One issue most older ultrarunners are not too worried about is running fast times at shorter distances such as 5-km, 10-km, and even the marathon. Is this a concern for younger ultrarunners, especially those who quickly graduated to ultras? As running ultra distances is not physiologically compatible with the leg speed required for fast times at shorter distances, are young ultrarunners willing to get away from ultras long enough to go back to the short fast stuff?
Surprisingly, most are not. Bill Antholine, from Arizona says, "In the future I will get back to speed mode and race at shorter distances, but currently I am in 100-mile per week ultra mode. I use running as an escape, a way of dealing with living in a new place and a chance to be outside." Hian says he has no short distance goals, that "my heart is with ultras." Hodde says he would like to run a sub-three hour marathon, but "will not sacrifice my ultras to do it." Morton says his primary goal is to run "tough trail races," but someday would like to train for a sub 2:30 marathon. For the most part, ultras are the focus of these runners, short distances an afterthought.
Author Douglas Coupland coined the term "Generation-X" referring to American youth in their twenties. He captured their angst, defining the typical Gen-Xer as unmotivated, uncaring, and bitter about the world left behind by older generations. Ultrarunners in their 20s could not possibly be further removed from this characterization. How do they respond to this label that has been applied to their generation? Predictably, with very strong emotions. Universally, they feel this characterization is pure myth and nonsense. Hian says, "I think waking up at 4:00 a.m. to train before going to a full-time job is far from unmotivated. I don't believe in classifying a group of people." Antholine adds, "I wouldn't trade my ultrarunning lifestyle for a Generation-X lifestyle at any cost." Morton feels "This bitterness is a waste of time and would be better channeled into a positive outlet."
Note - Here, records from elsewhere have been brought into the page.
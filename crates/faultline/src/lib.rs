//! # faultline
//!
//! Stack-annotated error wrapping for backend services: one captured call
//! stack per error chain, human-readable context prepended at each layer,
//! and a pluggable renderer that resolves frames only when an expanded
//! trace is actually requested.
//!
//! ## Quick Start
//!
//! ```rust
//! use faultline::ResultExt;
//!
//! fn read_config(path: &str) -> faultline::Result<String> {
//!     std::fs::read_to_string(path).with_context(|| format!("read_config(path={path})"))
//! }
//!
//! let err = read_config("/no/such/file").unwrap_err();
//! assert!(err.message().starts_with("read_config(path=/no/such/file): "));
//!
//! // Message followed by one indented `file:line` entry per frame.
//! println!("{}", err.trace());
//! ```
//!
//! ## Guarantees
//!
//! - **Capture once**: the stack is recorded at the deepest annotation site
//!   and survives any number of re-wraps unchanged.
//! - **Cheap by default**: `Display` and [`Fault::message`] never touch the
//!   symbol table; resolution is lazy and memoized per error.
//! - **Transparent chains**: `source()` keeps delegating to the wrapped
//!   error, so sentinel probing and downcasting work as if no wrapping
//!   had occurred.
//! - **Pluggable output**: [`set_formatter`] swaps the process-wide
//!   rendering strategy, e.g. for machine-parseable traces.

pub mod core;

// === Ergonomic Macros ===
pub mod macros;

/// Main error type carrying context layers and one captured stack
pub use crate::core::fault::{BoxError, Chain, Fault};

/// Result type alias for `Result<T, Fault>`
pub use crate::core::result::{Result, ResultExt, catch};

/// Pluggable rendering strategy
pub use crate::core::format::{Formatter, Message, TextFormatter, set_formatter};

/// Captured addresses and resolved source locations
pub use crate::core::stack::{CapturedStack, ResolvedFrame};

/// Convenient prelude with everything you need
pub mod prelude {
    // `catch` pulls in both the function and the macro of the same name;
    // `fault` is the macro alone.
    pub use crate::{Fault, Formatter, Result, ResultExt, catch, fault, set_formatter};
}
//! One contract over the GitHub, GitLab and Bitbucket REST APIs.
//!
//! Build a [`RepoConfig`], pick a [`ProviderKind`], construct a
//! [`GitProvider`] and use it through the [`GitApi`] trait: list and read
//! files, resolve the default branch, drive pull requests, register webhooks,
//! and look up the vendor names and payload paths needed to interpret inbound
//! webhook deliveries.

pub mod auth;
pub mod config;
pub mod error;
pub mod forge;
pub mod retry;

#[cfg(test)]
mod testing;

pub use crate::config::RepoConfig;
pub use crate::error::AppError;
pub use crate::forge::CreatePullRequestOptions;
pub use crate::forge::CreateWebhookOptions;
pub use crate::forge::FileDescriptor;
pub use crate::forge::GitApi;
pub use crate::forge::GitApiError;
pub use crate::forge::GitEvent;
pub use crate::forge::GitHeader;
pub use crate::forge::GitProvider;
pub use crate::forge::MergePullRequestOptions;
pub use crate::forge::ProviderKind;
pub use crate::forge::PullRequest;
//! Bitbucket Cloud implementation of the `GitApi` trait.
//!
//! Pull requests are not supported and fail with `NotImplemented`. File
//! listing reads a single page of the source tree root.

use http::header::ACCEPT;
use http::header::USER_AGENT;
use reqwest::Client;
use reqwest::RequestBuilder;
use reqwest::Response;
use serde::Deserialize;
use serde::Serialize;
use tracing::debug;

use super::CreatePullRequestOptions;
use super::CreateWebhookOptions;
use super::FileDescriptor;
use super::GitApi;
use super::GitApiError;
use super::MergePullRequestOptions;
use super::PullRequest;
use super::WebhookEventMap;
use super::base::GitBase;
use super::events::BITBUCKET_EVENTS;
use super::transport::check_status;
use super::transport::classify_webhook_error;
use super::transport::encode_path;
use super::transport::read_json;
use super::transport::trim_trailing_slash;
use crate::config::RepoConfig;

const BITBUCKET_API: &str = "https://api.bitbucket.org/2.0";
const SRC_PAGE_SIZE: u32 = 100;
const JENKINS_HOOK_SUFFIX: &str = "/bitbucket-hook/";

/// Bitbucket implementation of the `GitApi` trait.
#[derive(Debug)]
pub struct BitbucketAdapter {
    base: GitBase,
    api_root: String,
    client: Client,
}

impl BitbucketAdapter {
    pub fn new(config: RepoConfig) -> Result<Self, GitApiError> {
        Ok(Self {
            base: GitBase::new("Bitbucket", config),
            api_root: BITBUCKET_API.to_string(),
            client: Client::builder().build()?,
        })
    }

    /// Point the adapter at another API root, e.g. a proxy.
    #[must_use]
    pub fn with_api_root(mut self, api_root: &str) -> Self {
        self.api_root = trim_trailing_slash(api_root).to_string();
        self
    }

    pub fn base(&self) -> &GitBase {
        &self.base
    }

    fn authorize(&self, request: RequestBuilder) -> RequestBuilder {
        let config = self.base.config();
        request
            .basic_auth(&config.username, Some(&config.password))
            .header(USER_AGENT, self.base.user_agent())
            .header(ACCEPT, "application/json")
    }

    async fn get(&self, url: &str) -> Result<Response, GitApiError> {
        debug!(url, "GET");
        let response = self.authorize(self.client.get(url)).send().await?;
        check_status(response).await
    }

    async fn post<B: Serialize + Sync>(&self, url: &str, body: &B) -> Result<Response, GitApiError> {
        debug!(url, "POST");
        let response = self
            .authorize(self.client.post(url))
            .json(body)
            .send()
            .await?;
        check_status(response).await
    }
}

impl GitApi for BitbucketAdapter {
    fn base_url(&self) -> String {
        let config = self.base.config();
        format!(
            "{}/repositories/{}/{}",
            self.api_root, config.owner, config.repo
        )
    }

    async fn list_files(&self) -> Result<Vec<FileDescriptor>, GitApiError> {
        let branch = self.base.branch_or_default(self).await?;
        let url = format!(
            "{}/src/{}/?pagelen={SRC_PAGE_SIZE}",
            self.base_url(),
            urlencoding::encode(&branch)
        );
        let page: SrcPage = read_json(self.get(&url).await?).await?;
        Ok(commit_files(page))
    }

    async fn get_file_contents(&self, file: &FileDescriptor) -> Result<Vec<u8>, GitApiError> {
        let url = match &file.url {
            Some(url) => url.clone(),
            None => {
                let branch = self.base.branch_or_default(self).await?;
                format!(
                    "{}/src/{}/{}",
                    self.base_url(),
                    urlencoding::encode(&branch),
                    encode_path(&file.path)
                )
            }
        };
        // The src endpoint serves file bodies raw.
        let bytes = self.get(&url).await?.bytes().await?;
        Ok(bytes.to_vec())
    }

    async fn get_default_branch(&self) -> Result<String, GitApiError> {
        let url = format!("{}/branching-model", self.base_url());
        let model: BranchingModel = read_json(self.get(&url).await?).await?;
        model.development_branch().ok_or(GitApiError::NoDefaultBranch)
    }

    async fn get_pull_request(&self, _pull_number: u64) -> Result<PullRequest, GitApiError> {
        Err(self.base.not_implemented("get_pull_request"))
    }

    async fn create_pull_request(
        &self,
        _options: CreatePullRequestOptions,
    ) -> Result<PullRequest, GitApiError> {
        Err(self.base.not_implemented("create_pull_request"))
    }

    async fn merge_pull_request(
        &self,
        _options: MergePullRequestOptions,
    ) -> Result<String, GitApiError> {
        Err(self.base.not_implemented("merge_pull_request"))
    }

    async fn update_pull_request_branch(&self, _pull_number: u64) -> Result<String, GitApiError> {
        Err(self.base.not_implemented("update_pull_request_branch"))
    }

    async fn create_webhook(&self, options: CreateWebhookOptions) -> Result<String, GitApiError> {
        let hook_url = webhook_url(&options)?;
        let url = format!("{}/hooks", self.base_url());
        let body = CreateHookBody {
            description: "Webhook",
            url: &hook_url,
            active: true,
            events: &["repo:push"],
        };

        let response = self
            .post(&url, &body)
            .await
            .map_err(classify_webhook_error)?;
        let hook: HookResponse = read_json(response).await.map_err(classify_webhook_error)?;
        Ok(hook.uuid)
    }

    fn git_ref(&self) -> String {
        self.base.branch_or_fallback().to_string()
    }

    fn events(&self) -> &'static WebhookEventMap {
        &BITBUCKET_EVENTS
    }
}

/// The hook URL: explicit, or Jenkins' Bitbucket plugin endpoint.
fn webhook_url(options: &CreateWebhookOptions) -> Result<String, GitApiError> {
    if let Some(url) = &options.webhook_url {
        return Ok(url.clone());
    }
    let jenkins_url = options
        .jenkins_url
        .as_deref()
        .ok_or(GitApiError::MissingWebhookUrl)?;
    Ok(format!(
        "{}{JENKINS_HOOK_SUFFIX}",
        trim_trailing_slash(jenkins_url)
    ))
}

fn commit_files(page: SrcPage) -> Vec<FileDescriptor> {
    page.values
        .into_iter()
        .filter(|entry| entry.kind == "commit_file")
        .map(|entry| FileDescriptor {
            path: entry.path,
            url: entry.links.and_then(|links| links.self_link).map(|l| l.href),
        })
        .collect()
}

// -- Wire types --

#[derive(Debug, Deserialize)]
struct SrcPage {
    values: Vec<SrcEntry>,
}

#[derive(Debug, Deserialize)]
struct SrcEntry {
    path: String,
    #[serde(rename = "type")]
    kind: String,
    links: Option<SrcLinks>,
}

#[derive(Debug, Deserialize)]
struct SrcLinks {
    #[serde(rename = "self")]
    self_link: Option<Link>,
}

#[derive(Debug, Deserialize)]
struct Link {
    href: String,
}

#[derive(Debug, Deserialize)]
struct BranchingModel {
    development: Option<DevelopmentBranch>,
}

#[derive(Debug, Deserialize)]
struct DevelopmentBranch {
    name: Option<String>,
    branch: Option<NamedBranch>,
}

#[derive(Debug, Deserialize)]
struct NamedBranch {
    name: String,
}

impl BranchingModel {
    /// The resolved development branch, else its configured name.
    fn development_branch(self) -> Option<String> {
        let development = self.development?;
        development
            .branch
            .map(|branch| branch.name)
            .or(development.name)
    }
}

#[derive(Debug, Serialize)]
struct CreateHookBody<'a> {
    description: &'a str,
    url: &'a str,
    active: bool,
    events: &'a [&'a str],
}

#[derive(Debug, Deserialize)]
struct HookResponse {
    uuid: String,
}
While many of us look forward to a long future in the sport, younger ultrarunners are perhaps the most vital link to the future growth and prosperity of ultrarunning. Not only in their own participation, but in clearing the way for other younger athletes to do so in the future, wiping away the misconception that ultras are an old person's sport. We all would like to think of ultras as legitimate athletic competitions and not just a bunch of middle aged folks trying to prove a point. While many of us appreciate the intimacy of smaller ultras, we need our flagship events to thrive and grow in order to assure a healthy future for ultras. There is no better sign for the future than the growing numbers of younger runners coming into the sport. Any and all of us can learn from the positive example set by these athletes.